Diabetic essentials during isolation/lockdown

Updated: Mar 27

With more and more countries going into lockdown, many people are concerned about whether they have all the necessary medical supplies they need should we end up housebound.

For the majority of people, ensuring they have a good supply of food and toiletries is all they have to think about. As a diabetic, I can hand on my heart say I'd be more concerned about the amount of insulin or testing strips I have over toothpaste and bread.

It's important to remember that even if the UK does go into complete lockdown, we as diabetics will still have the opportunity to place an order for a prescription and pick it up as normal. This is an essential service, much like being able to go to Tesco's or ASDA to get general supplies.

Despite this, the caveman like behaviour of society at supermarkets and food chain outlets has made everyone increasingly more anxious over whether they'll be anything left for them and their families. I find myself asking whether this is the COVID-19 or Rage virus pandemic? (28 days later reference), because that's what people seem to be treating this like.

Whilst you might find it hard to panic buy medical supplies (as GP's/Pharmacy's will only allow so much), for me it was important to order the medication and supplies I needed early, so that I don't end up feeling lost in the inevitable uncertainty that would come with a lockdown.

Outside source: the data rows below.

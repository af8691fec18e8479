use std::future::Future;
use std::time::Duration;

use tokio::task::JoinHandle;
use tokio::time::{Instant, MissedTickBehavior};
use tracing::debug;

/// Repeating timer. Each tick spawns the callback's future as its own task, so
/// a slow tick never delays the next one and stopping the timer leaves
/// in-flight work alone.
#[derive(Debug, Default)]
pub struct PollTimer {
    handle: Option<JoinHandle<()>>,
}

impl PollTimer {
    pub fn new() -> Self {
        Self::default()
    }

    /// Start ticking every `period`; the first tick fires one period from now.
    /// An already running timer is replaced.
    pub fn start<F, Fut>(&mut self, period: Duration, mut on_tick: F)
    where
        F: FnMut() -> Fut + Send + 'static,
        Fut: Future<Output = ()> + Send + 'static,
    {
        self.stop();
        let handle = tokio::spawn(async move {
            let mut ticker = tokio::time::interval_at(Instant::now() + period, period);
            ticker.set_missed_tick_behavior(MissedTickBehavior::Delay);
            loop {
                ticker.tick().await;
                debug!(?period, "poll timer tick");
                tokio::spawn(on_tick());
            }
        });
        self.handle = Some(handle);
    }

    /// Cancel future ticks. Returns false when nothing was running.
    pub fn stop(&mut self) -> bool {
        match self.handle.take() {
            Some(handle) => {
                handle.abort();
                true
            }
            None => false,
        }
    }

    pub fn is_active(&self) -> bool {
        self.handle.is_some()
    }
}

impl Drop for PollTimer {
    fn drop(&mut self) {
        self.stop();
    }
}

#[cfg(test)]
mod tests {
    use super::*;
    use std::sync::Arc;
    use std::sync::atomic::{AtomicUsize, Ordering};

    fn counting(counter: &Arc<AtomicUsize>) -> impl FnMut() -> std::future::Ready<()> + Send + 'static {
        let counter = counter.clone();
        move || {
            counter.fetch_add(1, Ordering::SeqCst);
            std::future::ready(())
        }
    }

    #[tokio::test(start_paused = true)]
    async fn first_tick_waits_a_full_period() {
        let ticks = Arc::new(AtomicUsize::new(0));
        let mut timer = PollTimer::new();
        timer.start(Duration::from_secs(60), counting(&ticks));

        tokio::time::sleep(Duration::from_secs(59)).await;
        assert_eq!(ticks.load(Ordering::SeqCst), 0);
        tokio::time::sleep(Duration::from_secs(2)).await;
        assert_eq!(ticks.load(Ordering::SeqCst), 1);
        tokio::time::sleep(Duration::from_secs(60)).await;
        assert_eq!(ticks.load(Ordering::SeqCst), 2);
    }

    #[tokio::test(start_paused = true)]
    async fn stop_cancels_future_ticks() {
        let ticks = Arc::new(AtomicUsize::new(0));
        let mut timer = PollTimer::new();
        timer.start(Duration::from_secs(10), counting(&ticks));
        assert!(timer.is_active());

        tokio::time::sleep(Duration::from_secs(11)).await;
        assert!(timer.stop());
        assert!(!timer.is_active());
        assert!(!timer.stop());

        tokio::time::sleep(Duration::from_secs(100)).await;
        assert_eq!(ticks.load(Ordering::SeqCst), 1);
    }

    #[tokio::test(start_paused = true)]
    async fn restart_replaces_previous_schedule() {
        let old = Arc::new(AtomicUsize::new(0));
        let new = Arc::new(AtomicUsize::new(0));
        let mut timer = PollTimer::new();
        timer.start(Duration::from_secs(5), counting(&old));
        timer.start(Duration::from_secs(7), counting(&new));

        tokio::time::sleep(Duration::from_secs(8)).await;
        assert_eq!(old.load(Ordering::SeqCst), 0);
        assert_eq!(new.load(Ordering::SeqCst), 1);
    }
}
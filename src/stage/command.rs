// src/stage/command.rs

//! External-program stage.

use std::io::ErrorKind;
use std::path::Path;
use std::process::Stdio;

use tokio::io::AsyncWriteExt;
use tokio::process::Command;
use tracing::debug;

use crate::pipeline::Diagnostic;
use crate::stage::{Stage, StageFuture, StageOutput, StageResult};
use crate::types::DiagnosticKind;

/// Environment variable carrying the source path into the command.
pub const SOURCE_ENV_VAR: &str = "STAGEWATCH_SOURCE";

/// Lines of stderr kept in a diagnostic message.
const MAX_STDERR_LINES: usize = 20;

/// Pipes file content through a shell command.
///
/// The content is written to the command's stdin and its stdout becomes the
/// new content. A non-zero exit status turns into a diagnostic of the
/// configured `kind` carrying the command's stderr.
#[derive(Debug, Clone)]
pub struct CommandStage {
    name: String,
    cmd: String,
    kind: DiagnosticKind,
    extension: Option<String>,
}

impl CommandStage {
    pub fn new(
        name: impl Into<String>,
        cmd: impl Into<String>,
        kind: DiagnosticKind,
        extension: Option<String>,
    ) -> Self {
        Self {
            name: name.into(),
            cmd: cmd.into(),
            kind,
            extension,
        }
    }

    async fn run(&self, content: Vec<u8>, path: &Path) -> StageResult {
        let mut cmd = shell_command(&self.cmd);
        cmd.env(SOURCE_ENV_VAR, path)
            .stdin(Stdio::piped())
            .stdout(Stdio::piped())
            .stderr(Stdio::piped())
            .kill_on_drop(true);

        let mut child = cmd.spawn().map_err(|e| {
            Diagnostic::new(
                self.kind,
                &self.name,
                path,
                format!("failed to spawn `{}`: {e}", self.cmd),
            )
        })?;

        let stdin = child.stdin.take();
        let feed = async move {
            if let Some(mut stdin) = stdin {
                stdin.write_all(&content).await?;
                stdin.shutdown().await?;
            }
            Ok::<(), std::io::Error>(())
        };

        let (fed, output) = tokio::join!(feed, child.wait_with_output());

        if let Err(err) = fed {
            // Commands that don't read stdin close the pipe early.
            if err.kind() != ErrorKind::BrokenPipe {
                debug!(stage = %self.name, error = %err, "writing stage stdin failed");
            }
        }

        let output = output.map_err(|e| {
            Diagnostic::new(
                self.kind,
                &self.name,
                path,
                format!("waiting for `{}` failed: {e}", self.cmd),
            )
        })?;

        if !output.status.success() {
            let code = output
                .status
                .code()
                .map(|c| c.to_string())
                .unwrap_or_else(|| "signal".to_string());
            let stderr = tail_lines(&output.stderr);
            let message = if stderr.is_empty() {
                format!("`{}` exited with status {code}", self.cmd)
            } else {
                format!("`{}` exited with status {code}: {stderr}", self.cmd)
            };
            return Err(Diagnostic::new(self.kind, &self.name, path, message));
        }

        Ok(StageOutput::new(output.stdout))
    }
}

impl Stage for CommandStage {
    fn name(&self) -> &str {
        &self.name
    }

    fn output_extension(&self) -> Option<&str> {
        self.extension.as_deref()
    }

    fn apply<'a>(&'a self, content: Vec<u8>, path: &'a Path) -> StageFuture<'a> {
        Box::pin(self.run(content, path))
    }
}

fn shell_command(line: &str) -> Command {
    if cfg!(windows) {
        let mut c = Command::new("cmd");
        c.arg("/C").arg(line);
        c
    } else {
        let mut c = Command::new("sh");
        c.arg("-c").arg(line);
        c
    }
}

fn tail_lines(bytes: &[u8]) -> String {
    let text = String::from_utf8_lossy(bytes);
    let lines: Vec<&str> = text.lines().filter(|l| !l.trim().is_empty()).collect();
    let start = lines.len().saturating_sub(MAX_STDERR_LINES);
    lines[start..].join("\n")
}
// src/pipeline/diagnostic.rs

use std::fmt;
use std::path::PathBuf;

use crate::types::DiagnosticKind;

/// A recoverable failure attached to one source file.
///
/// Field order is the sort order used for `RunResult::diagnostics`.
#[derive(Debug, Clone, PartialEq, Eq, PartialOrd, Ord)]
pub struct Diagnostic {
    pub path: PathBuf,
    pub line: Option<usize>,
    pub stage: String,
    pub kind: DiagnosticKind,
    pub message: String,
}

impl Diagnostic {
    pub fn new(
        kind: DiagnosticKind,
        stage: impl Into<String>,
        path: impl Into<PathBuf>,
        message: impl Into<String>,
    ) -> Self {
        Self {
            path: path.into(),
            line: None,
            stage: stage.into(),
            kind,
            message: message.into(),
        }
    }

    pub fn with_line(mut self, line: usize) -> Self {
        self.line = Some(line);
        self
    }
}

impl fmt::Display for Diagnostic {
    fn fmt(&self, f: &mut fmt::Formatter<'_>) -> fmt::Result {
        write!(f, "{}", self.path.display())?;
        if let Some(line) = self.line {
            write!(f, ":{line}")?;
        }
        write!(f, ": {} [{}]: {}", self.kind, self.stage, self.message)
    }
}

impl std::error::Error for Diagnostic {}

Insulin is by far the most important thing to have, regardless of the current situation! With the UK now on 'lockdown', I should imagine that there will be a sudden increase in prescription demand. I don't doubt for a second that I wouldn't have access to the medication I need, but I might be a bit wary about how long it will take me to get it.

If you're on an insulin pump, make sure you have enough insulin cartridges so that you're not waiting around for too long. Make sure you order your prescription BEFORE you're close to running out... not as you run out!

The same applies for pen users. Order before you run out (both basal and bolus insulin).

If you're on a pump, perhaps see if you can get yourself a backup pen and pen-specific cartridge insulin in case your pump was to fail. I've always had this backup option and so I have spare insulin at my fingertips if my pump were to go off the rails.

Hypo treatment

The best thing about stocking hypo treatment is that you can just buy it from the shop! It's important to remember that supermarket shops will remain open during this period, and so grabbing a bag or two of your favourite sweets or a few can of cokes is easily done. If you want to buy in bulk, this might be a good choice.

Personally, I went out today and bought myself two bags of the sweets I use to treat hypos. With all this panic buying, I wanted to make sure that I have access to sugar should I need it. I'm not saying go out and rinse the shelves, but I think it's a good idea to have it at the ready.

Blood testing kit

This is something every diabetic should already have, so I doubt any of you will be panicking about finding one. However, as we all know, there are a handful of things that we need to maintain in order to use our kits.

Testing strips

Testing strips are really important for being able to test your blood glucose, maintain glucose control and to calculate insulin dosages. There have been countless times in my past where I've put off ordering more strips because it wasn't high enough on my priority list, but now is the time to make it a priority.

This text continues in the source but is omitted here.